Still, the forecast was a shocking one further exacerbated by the Texas state demographer's projection that Hispanics will be the majority of Texans by 2015.These statistics indicate that a mass migration across the southern United States border will continue for years to come.
Such patterns indicate that, not unlike water molecules across a membrane, people will flow continuously across political borders so long as there is an imbalance of opportunities on each side. Beyond employment, these also include quality of life and affordable health care, which are no longer ubiquitously available in the United States.
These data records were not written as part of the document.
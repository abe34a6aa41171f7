//! Backend URL construction and query-key normalization.

use reqwest::Url;

use crate::config::{ApiConfig, ConfigError, QueryConfig};

/// Trim and upper-case a ticker; `None` when nothing is left.
pub fn normalize_ticker(raw: &str) -> Option<String> {
    let t = raw.trim();
    (!t.is_empty()).then(|| t.to_uppercase())
}

/// Trim an entity name; `None` when nothing is left.
pub fn normalize_name(raw: &str) -> Option<String> {
    let n = raw.trim();
    (!n.is_empty()).then(|| n.to_string())
}

/// Builds every backend URL from the configured origins.
#[derive(Debug, Clone)]
pub struct Endpoints {
    api_base: Url,
    static_base: Url,
    sentiment_model: String,
    query: QueryConfig,
}

impl Endpoints {
    pub fn new(api: &ApiConfig, query: &QueryConfig) -> Result<Self, ConfigError> {
        Ok(Self {
            api_base: parse_base(&api.base_url)?,
            static_base: parse_base(api.static_base())?,
            sentiment_model: api.sentiment_model.clone(),
            query: query.clone(),
        })
    }

    pub fn sentiment_model(&self) -> &str {
        &self.sentiment_model
    }

    fn api(&self, path: &str, params: &[(&str, &str)]) -> String {
        // `path` is a fixed relative literal, so the join cannot fail on a validated base.
        let mut url = self
            .api_base
            .join(path)
            .unwrap_or_else(|_| self.api_base.clone());
        if !params.is_empty() {
            url.query_pairs_mut().extend_pairs(params);
        }
        url.into()
    }

    /// `GET /api/data?ticker=&period=&sentiment_model=[&refresh=true]`
    pub fn price(&self, ticker: &str, period: &str, refresh: bool) -> String {
        let mut params = vec![
            ("ticker", ticker),
            ("period", period),
            ("sentiment_model", self.sentiment_model.as_str()),
        ];
        if refresh {
            params.push(("refresh", "true"));
        }
        self.api("api/data", &params)
    }

    /// `GET /data/<TICKER>_merged.csv`
    pub fn price_csv(&self, ticker: &str) -> String {
        let mut url = self.static_base.clone();
        if let Ok(mut segments) = url.path_segments_mut() {
            segments
                .pop_if_empty()
                .push("data")
                .push(&format!("{ticker}_merged.csv"));
        }
        url.into()
    }

    /// `GET /api/entity?name=&sentiment_model=&days=`
    pub fn entity(&self, name: &str) -> String {
        let days = self.query.entity_days.to_string();
        self.api(
            "api/entity",
            &[
                ("name", name),
                ("sentiment_model", self.sentiment_model.as_str()),
                ("days", days.as_str()),
            ],
        )
    }

    /// `GET /api/holdings?name=&max_rows=`
    pub fn holdings(&self, name: &str) -> String {
        let max_rows = self.query.holdings_max_rows.to_string();
        self.api("api/holdings", &[("name", name), ("max_rows", max_rows.as_str())])
    }

    /// `GET /api/insiders?ticker=&max_filings=`
    pub fn insiders(&self, ticker: &str) -> String {
        let max_filings = self.query.insiders_max_filings.to_string();
        self.api(
            "api/insiders",
            &[("ticker", ticker), ("max_filings", max_filings.as_str())],
        )
    }

    pub fn tickers(&self) -> String {
        self.api("api/tickers", &[])
    }

    pub fn health(&self) -> String {
        self.api("api/health", &[])
    }
}

/// Parse an http(s) origin and make sure its path ends with `/` so relative joins append.
fn parse_base(raw: &str) -> Result<Url, ConfigError> {
    let invalid = |reason: String| ConfigError::InvalidUrl {
        url: raw.to_string(),
        reason,
    };
    let mut url = Url::parse(raw.trim()).map_err(|e| invalid(e.to_string()))?;
    if !matches!(url.scheme(), "http" | "https") {
        return Err(invalid("scheme must be http or https".into()));
    }
    if !url.path().ends_with('/') {
        let path = format!("{}/", url.path());
        url.set_path(&path);
    }
    url.set_query(None);
    Ok(url)
}
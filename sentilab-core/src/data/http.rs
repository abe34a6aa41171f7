//! reqwest-backed transport.

use async_trait::async_trait;
use tracing::debug;

use super::provider::{DataError, HttpResponse, Transport};

/// Production transport over a shared `reqwest::Client`.
///
/// No timeout is set; the client default applies.
#[derive(Debug, Clone)]
pub struct HttpTransport {
    client: reqwest::Client,
}

impl HttpTransport {
    pub fn new() -> Result<Self, DataError> {
        let client = reqwest::Client::builder()
            .user_agent(concat!("sentilab/", env!("CARGO_PKG_VERSION")))
            .build()
            .map_err(|e| DataError::Network(format!("failed to build HTTP client: {e}")))?;
        Ok(Self { client })
    }
}

#[async_trait]
impl Transport for HttpTransport {
    fn name(&self) -> &str {
        "reqwest"
    }

    async fn get(&self, url: &str) -> Result<HttpResponse, DataError> {
        debug!(url, "GET");
        let resp = self
            .client
            .get(url)
            .send()
            .await
            .map_err(|e| DataError::Network(format!("request to {url} failed: {e}")))?;

        let status = resp.status().as_u16();
        let body = resp
            .text()
            .await
            .map_err(|e| DataError::Network(format!("failed to read body from {url}: {e}")))?;

        debug!(url, status, bytes = body.len(), "response");
        Ok(HttpResponse { status, body })
    }
}
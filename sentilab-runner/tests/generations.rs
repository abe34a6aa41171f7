//! Property tests for the per-family validity token.

use proptest::prelude::*;

use sentilab_core::DataError;
use sentilab_runner::{FamilyKind, Outcome, QueryFamily};

proptest! {
    /// However many keys are selected and in whatever order their fetches
    /// complete, exactly one completion lands and it belongs to the last key.
    #[test]
    fn only_the_last_selected_key_applies(
        keys in prop::collection::vec(0u8..6, 1..12),
        order_seed in prop::collection::vec(any::<u32>(), 12),
        fail_mask in prop::collection::vec(any::<bool>(), 12),
    ) {
        let mut family: QueryFamily<u8, u8> = QueryFamily::new(FamilyKind::Price);
        let tickets: Vec<_> = keys.iter().filter_map(|k| family.select(*k)).collect();
        prop_assume!(!tickets.is_empty());
        let last_key = tickets[tickets.len() - 1].key;

        let mut order: Vec<usize> = (0..tickets.len()).collect();
        order.sort_by_key(|i| order_seed[*i]);

        let mut landed = Vec::new();
        for i in order {
            let ticket = tickets[i].clone();
            let key = ticket.key;
            let result = if fail_mask[i] {
                Err(DataError::Network(format!("key {key}")))
            } else {
                Ok(key)
            };
            match family.complete(ticket, result) {
                Outcome::Discarded => {}
                _ => landed.push(key),
            }
        }

        prop_assert_eq!(landed, vec![last_key]);
        let state = family.state();
        prop_assert_eq!(state.key, Some(last_key));
        prop_assert!(!state.loading);
        prop_assert!(state.result.is_some() ^ state.error.is_some());
    }
}
//! Analytics projector — summary statistics and chart-ready views.
//!
//! Everything here is derived: recomputed from the canonical series on demand,
//! never stored alongside it.

pub mod projection;
pub mod summary;

pub use projection::{ChartPoint, ChartProjection};
pub use summary::{chronological, ratio_return, recent_rows, SummaryDisplay, SummaryStats};

use crate::config::DisplayConfig;
use crate::domain::Observation;

/// All views derived from one price series.
#[derive(Debug, Clone, PartialEq, Default)]
pub struct Analytics {
    pub summary: SummaryStats,
    pub price: ChartProjection,
    pub sentiment: ChartProjection,
    pub buys: Vec<ChartPoint>,
    pub sells: Vec<ChartPoint>,
    /// Most recent rows first, by position.
    pub recent: Vec<Observation>,
}

impl Analytics {
    pub fn project(series: &[Observation], display: &DisplayConfig) -> Self {
        let price = ChartProjection::price(series);
        Self {
            summary: SummaryStats::with_order(series, display.summary_order),
            sentiment: ChartProjection::sentiment(series),
            buys: price.buys(),
            sells: price.sells(),
            recent: recent_rows(series, display.recent_rows),
            price,
        }
    }
}
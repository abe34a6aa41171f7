//! Canonical observation — one normalized daily data point.

use serde::{Deserialize, Serialize};
use std::fmt;

/// Precomputed trading signal carried on an observation.
///
/// Unknown labels are preserved verbatim so nothing the backend sends is lost.
#[derive(Debug, Clone, PartialEq, Eq, Hash, Serialize, Deserialize)]
#[serde(from = "String", into = "String")]
pub enum Signal {
    Buy,
    Sell,
    Hold,
    Other(String),
}

impl Signal {
    pub fn as_str(&self) -> &str {
        match self {
            Signal::Buy => "Buy",
            Signal::Sell => "Sell",
            Signal::Hold => "Hold",
            Signal::Other(s) => s,
        }
    }
}

impl From<String> for Signal {
    fn from(raw: String) -> Self {
        match raw.as_str() {
            "Buy" => Signal::Buy,
            "Sell" => Signal::Sell,
            "Hold" => Signal::Hold,
            _ => Signal::Other(raw),
        }
    }
}

impl From<&str> for Signal {
    fn from(raw: &str) -> Self {
        Signal::from(raw.to_string())
    }
}

impl From<Signal> for String {
    fn from(signal: Signal) -> Self {
        match signal {
            Signal::Other(s) => s,
            other => other.as_str().to_string(),
        }
    }
}

impl fmt::Display for Signal {
    fn fmt(&self, f: &mut fmt::Formatter<'_>) -> fmt::Result {
        f.write_str(self.as_str())
    }
}

/// One day of price, sentiment, signal and equity data.
///
/// `date` is the only mandatory field; everything else is absent when the
/// source omitted it or sent something non-numeric.
#[derive(Debug, Clone, PartialEq, Default, Serialize, Deserialize)]
pub struct Observation {
    pub date: String,
    /// Epoch milliseconds resolved from `date`.
    pub time: Option<i64>,
    pub open: Option<f64>,
    pub high: Option<f64>,
    pub low: Option<f64>,
    pub close: Option<f64>,
    pub volume: Option<f64>,
    pub sentiment: Option<f64>,
    pub signal: Option<Signal>,
    pub equity: Option<f64>,
}

impl Observation {
    /// Observation with only a date and its resolved time.
    pub fn dated(date: impl Into<String>) -> Self {
        let date = date.into();
        let time = crate::temporal::resolve_time(Some(&date));
        Self {
            date,
            time,
            ..Self::default()
        }
    }

    pub fn has_signal(&self, signal: &Signal) -> bool {
        self.signal.as_ref() == Some(signal)
    }
}

#[cfg(test)]
mod tests {
    use super::*;

    #[test]
    fn signal_round_trips_unknown_labels() {
        assert_eq!(Signal::from("Buy"), Signal::Buy);
        assert_eq!(Signal::from("buy"), Signal::Other("buy".into()));
        assert_eq!(String::from(Signal::Other("Strong Buy".into())), "Strong Buy");
        assert_eq!(Signal::Sell.to_string(), "Sell");
    }

    #[test]
    fn dated_resolves_time() {
        let obs = Observation::dated("2024-03-01");
        assert_eq!(obs.time, Some(1_709_251_200_000));
        assert!(obs.close.is_none());
        assert!(!obs.has_signal(&Signal::Buy));
    }
}
//! Series fingerprinting — deterministic identity of a canonical series.
//!
//! Two series hash equal iff every observation matches field-for-field in the
//! same order. Used to tell whether a refresh actually changed anything.

use serde::{Deserialize, Serialize};
use std::fmt;

use crate::domain::Observation;

/// BLAKE3 digest of a series, hex-encoded.
#[derive(Debug, Clone, PartialEq, Eq, Hash, Serialize, Deserialize)]
pub struct SeriesFingerprint(String);

impl SeriesFingerprint {
    pub fn of(series: &[Observation]) -> Self {
        let mut hasher = blake3::Hasher::new();
        hasher.update(&(series.len() as u64).to_le_bytes());

        for obs in series {
            hash_str(&mut hasher, &obs.date);
            match obs.time {
                Some(t) => {
                    hasher.update(&[1]);
                    hasher.update(&t.to_le_bytes());
                }
                None => {
                    hasher.update(&[0]);
                }
            }
            for value in [
                obs.open,
                obs.high,
                obs.low,
                obs.close,
                obs.volume,
                obs.sentiment,
                obs.equity,
            ] {
                match value {
                    Some(v) => {
                        hasher.update(&[1]);
                        hasher.update(&v.to_le_bytes());
                    }
                    None => {
                        hasher.update(&[0]);
                    }
                }
            }
            hash_str(&mut hasher, obs.signal.as_ref().map_or("", |s| s.as_str()));
        }

        Self(hasher.finalize().to_hex().to_string())
    }

    pub fn as_str(&self) -> &str {
        &self.0
    }

    /// First 12 hex characters, for log lines.
    pub fn short(&self) -> &str {
        &self.0[..12.min(self.0.len())]
    }
}

impl fmt::Display for SeriesFingerprint {
    fn fmt(&self, f: &mut fmt::Formatter<'_>) -> fmt::Result {
        f.write_str(&self.0)
    }
}

// Length-prefixed so ("ab","c") and ("a","bc") differ.
fn hash_str(hasher: &mut blake3::Hasher, s: &str) {
    hasher.update(&(s.len() as u64).to_le_bytes());
    hasher.update(s.as_bytes());
}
While Mexicans might travel to the United States in search of better economic opportunities, Americans are going to Mexico in search a better quality of life, lower costs of living and access to affordable, quality health care.
A 2002 U.S. Census Bureau report estimated that 9.9 million Americans were living in Mexico. The Mexico National Population Council's projects that 3.5 million to 5 million American immigrants move to Mexico each decade.
Many of these individuals settle in communities of American and Canadian émigrés in places such as Puerto Vallarta, Lake Chapala, Baja California Sur, Cuernavaca and San Miguel de Allende, which serve largely as refuges for the medically uninsured and retirees looking for a lower cost of living and health care.
While Mexico's physicians lure medical tourists and American migrants to their offices, our own hospital systems are following these individuals abroad to attempt to retain their patronage. Texas-based Christus Health System, for example, has established its Mexican arm named Christus Muguerza in Monterrey. Its growth outpaces that of its American counterpart with state-of-the-art facilities also operating in Reynosa, Chihuahua, Coahuila, Puebla and Saltillo. These facilities are, in fact, of such high quality that many of Christus' own American executives prefer to fly to Mexico to receive their routine and acute health care services.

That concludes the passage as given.